Robert B. Merrifield

Robert B. Merrifield

Robert Bruce Merrifield,  (1921-) is an American biochemist who won the 1984 Nobel Prize in chemistry for his method of producing peptides and proteins. He revolutionized the study of these complex materials by developing an automated laboratory technique for rapidly synthesizing peptide chains in large quantities, thus greatly advancing the fields of biochemistry, molecular biology, and pharmacology.

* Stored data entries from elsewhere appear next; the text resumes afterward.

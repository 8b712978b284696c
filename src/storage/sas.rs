//! Service shared-access signatures for individual blobs.

use base64::{Engine as _, engine::general_purpose::STANDARD};
use hmac::{Hmac, Mac};
use sha2::Sha256;
use time::{OffsetDateTime, format_description::well_known::Rfc3339};

use super::StoreError;

/// Storage service version the signatures are computed for.
pub(crate) const SAS_VERSION: &str = "2022-11-02";

/// Access granted by a signature.
#[derive(Debug, Clone, Copy, PartialEq, Eq)]
pub(crate) enum SasPermissions {
    /// Read the blob.
    Read,
    /// Create or overwrite the blob.
    CreateWrite,
}

impl SasPermissions {
    fn as_str(self) -> &'static str {
        match self {
            Self::Read => "r",
            Self::CreateWrite => "cw",
        }
    }
}

/// Blob addressed by a signature.
#[derive(Debug, Clone, Copy)]
pub(crate) struct BlobTarget<'a> {
    pub(crate) account: &'a str,
    pub(crate) container: &'a str,
    pub(crate) blob: &'a str,
}

/// Drop sub-second precision; signed expiry times are whole seconds.
pub(crate) fn truncate_to_seconds(instant: OffsetDateTime) -> OffsetDateTime {
    instant.replace_nanosecond(0).unwrap_or(instant)
}

/// Query parameters granting `permissions` on `target` until `expires_at`.
pub(crate) fn blob_sas_query(
    target: BlobTarget<'_>,
    account_key: &str,
    permissions: SasPermissions,
    expires_at: OffsetDateTime,
) -> Result<Vec<(&'static str, String)>, StoreError> {
    let expiry = truncate_to_seconds(expires_at)
        .format(&Rfc3339)
        .map_err(|error| StoreError::Signing(format!("expiry format: {error}")))?;
    let payload = string_to_sign(target, permissions, &expiry);
    let signature = sign(account_key, &payload)?;

    Ok(vec![
        ("sv", SAS_VERSION.to_string()),
        ("sr", "b".to_string()),
        ("sp", permissions.as_str().to_string()),
        ("se", expiry),
        ("sig", signature),
    ])
}

fn string_to_sign(target: BlobTarget<'_>, permissions: SasPermissions, expiry: &str) -> String {
    let resource = format!(
        "/blob/{}/{}/{}",
        target.account, target.container, target.blob
    );
    // Order: sp, st, se, resource, si, sip, spr, sv, sr, snapshot, ses, rscc, rscd, rsce, rscl, rsct.
    [
        permissions.as_str(),
        "",
        expiry,
        resource.as_str(),
        "",
        "",
        "",
        SAS_VERSION,
        "b",
        "",
        "",
        "",
        "",
        "",
        "",
        "",
    ]
    .join("\n")
}

fn sign(account_key: &str, payload: &str) -> Result<String, StoreError> {
    let key = STANDARD
        .decode(account_key)
        .map_err(|error| StoreError::Signing(format!("account key is not base64: {error}")))?;
    let mut mac = Hmac::<Sha256>::new_from_slice(&key)
        .map_err(|error| StoreError::Signing(error.to_string()))?;
    mac.update(payload.as_bytes());
    Ok(STANDARD.encode(mac.finalize().into_bytes()))
}
//! Text layout: greedy word wrapping and fixed-height pagination.
//!
//! Rendering a document to the canonical format happens in two passes. Paragraphs are first
//! wrapped into lines of bounded width ([`wrap_text`]); the lines are then placed onto pages
//! by a running cursor ([`Paginator`]) that moves top-down in layout units (PDF points) and
//! breaks the page whenever it would cross the bottom margin.

mod paginate;
mod wrap;

pub use paginate::{Page, PageGeometry, Paginator, PlacedLine, paginate};
pub use wrap::wrap_text;

use thiserror::Error;

/// Errors raised while validating layout parameters.
#[derive(Debug, Error, PartialEq)]
pub enum LayoutError {
    /// Page geometry cannot hold a single line.
    #[error("invalid page geometry: {0}")]
    InvalidGeometry(String),
}
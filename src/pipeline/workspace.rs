use std::io;
use std::path::{Path, PathBuf};

use tempfile::TempDir;

use super::types::RunId;

/// Scratch directory owned by one run; removed when dropped, on success and failure alike.
pub struct RunWorkspace {
    dir: TempDir,
}

impl RunWorkspace {
    /// Create a fresh directory under `parent`, or under the system temp dir.
    pub fn create(parent: Option<&Path>, run_id: RunId) -> io::Result<Self> {
        let prefix = format!("lexsum-{run_id}-");
        let mut builder = tempfile::Builder::new();
        builder.prefix(&prefix);
        let dir = match parent {
            Some(parent) => {
                std::fs::create_dir_all(parent)?;
                builder.tempdir_in(parent)?
            }
            None => builder.tempdir()?,
        };
        Ok(Self { dir })
    }

    /// Directory path.
    pub fn path(&self) -> &Path {
        self.dir.path()
    }

    /// Write `contents` to `name` inside the workspace.
    pub async fn stage(&self, name: &str, contents: &[u8]) -> io::Result<PathBuf> {
        let path = self.dir.path().join(name);
        tokio::fs::write(&path, contents).await?;
        Ok(path)
    }
}
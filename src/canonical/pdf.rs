//! PDF rendering for wrapped, paginated text.

use std::io::BufWriter;

use printpdf::{BuiltinFont, Mm, PdfDocument};

use super::ConversionError;
use crate::layout::{Page, PageGeometry, Paginator, wrap_text};

/// Page and typography settings for rendered PDFs, in PDF points.
#[derive(Debug, Clone, Copy, PartialEq)]
pub struct PdfLayout {
    /// Vertical geometry driving pagination.
    pub geometry: PageGeometry,
    /// Page width.
    pub page_width: f32,
    /// Horizontal start of every line.
    pub margin_left: f32,
    /// Maximum characters per wrapped line.
    pub wrap_width: usize,
    /// Font size used for body text.
    pub font_size: f32,
}

impl PdfLayout {
    /// US Letter, one-inch margins, 90 columns of 12pt Helvetica on a 14pt line step.
    pub const LETTER: Self = Self {
        geometry: PageGeometry::LETTER,
        page_width: 612.0,
        margin_left: 72.0,
        wrap_width: 90,
        font_size: 12.0,
    };
}

impl Default for PdfLayout {
    fn default() -> Self {
        Self::LETTER
    }
}

/// A rendered PDF together with layout counters.
#[derive(Debug, Clone)]
pub struct RenderedPdf {
    /// Serialized PDF bytes.
    pub bytes: Vec<u8>,
    /// Non-empty paragraphs that were laid out.
    pub paragraphs: usize,
    /// Pages containing text.
    pub pages: usize,
}

/// Render paragraphs as a PDF.
///
/// Each paragraph is trimmed; empty ones are skipped. The rest are wrapped to
/// `layout.wrap_width` and fed through one running [`Paginator`], so paragraphs flow across
/// page boundaries without rebalancing. A document with no text still yields one blank page.
pub fn render_paragraphs_pdf<S: AsRef<str>>(
    title: &str,
    paragraphs: &[S],
    layout: &PdfLayout,
) -> Result<RenderedPdf, ConversionError> {
    let mut paginator = Paginator::new(layout.geometry);
    let mut rendered = 0usize;
    for paragraph in paragraphs {
        let text = paragraph.as_ref().trim();
        if text.is_empty() {
            continue;
        }
        paginator.push_lines(wrap_text(text, layout.wrap_width));
        rendered += 1;
    }

    let pages = paginator.finish();
    let bytes = write_pdf(title, &pages, layout)?;
    Ok(RenderedPdf {
        bytes,
        paragraphs: rendered,
        pages: pages.len(),
    })
}

fn write_pdf(title: &str, pages: &[Page], layout: &PdfLayout) -> Result<Vec<u8>, ConversionError> {
    let width = points(layout.page_width);
    let height = points(layout.geometry.page_height());
    let (doc, first_page, first_layer) = PdfDocument::new(title, width, height, "Layer 1");
    let font = doc
        .add_builtin_font(BuiltinFont::Helvetica)
        .map_err(|error| ConversionError::Render(format!("font: {error}")))?;

    for (index, page) in pages.iter().enumerate() {
        let (page_index, layer_index) = if index == 0 {
            (first_page, first_layer)
        } else {
            doc.add_page(width, height, format!("Layer {}", index + 1))
        };
        let layer = doc.get_page(page_index).get_layer(layer_index);
        for line in &page.lines {
            // PDF coordinates grow upwards from the bottom edge.
            let baseline = layout.geometry.page_height() - line.offset;
            layer.use_text(
                line.text.as_str(),
                layout.font_size,
                points(layout.margin_left),
                points(baseline),
                &font,
            );
        }
    }

    let mut buffer = BufWriter::new(Vec::new());
    doc.save(&mut buffer)
        .map_err(|error| ConversionError::Render(format!("save: {error}")))?;
    buffer
        .into_inner()
        .map_err(|error| ConversionError::Render(format!("flush: {error}")))
}

fn points(value: f32) -> Mm {
    Mm(value * 25.4 / 72.0)
}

  • Education and Experiences

1949 PhD Biochemistry, University of California at Los Angeles

1984 John D. Rockefeller Jr Professor, Rockefeller University

  • Awards and Honors

1969 Lasker Award for Basic Medical Research

1970 Gairdner Award

1972 American Chemical Society Award for Creative Work in Synthetic Organic Chemistry

1973 Nichols Medal

1979 2nd Alan E. Pierce Award of the American Peptide Symposium


1984 Nobel Prize in Chemistry

1990 Ralph F. Hirschmann Award in Peptide Chemistry from the American Chemical Society

1990 Josef Rudinger Award

1993 Seaborg Medal


  • Research

Concept and early development of solid-phase peptide synthesis 

Dr. Merrifield first came up with the idea for solid-phase peptide synthesis in 1959 and spent the next four years perfecting it. In his process, an insoluble, porous resin in the form of tiny spheres is fixed with “linkers” to which peptide chains can be attached. The linker forms a covalent bond with the first amino acid, rendering the peptide immobile until released from the polymer by a special reagent like trifluoroacetic acid. This anchoring step ensures that none of the peptide is lost in the purification step that follows the addition of each amino acid. A further innovation of Dr. Merrifield’s technique was the use of an excess of amino acids and reagents, which ensured complete bonding and significantly sped up the process. (Excerpt from The Rockefeller University)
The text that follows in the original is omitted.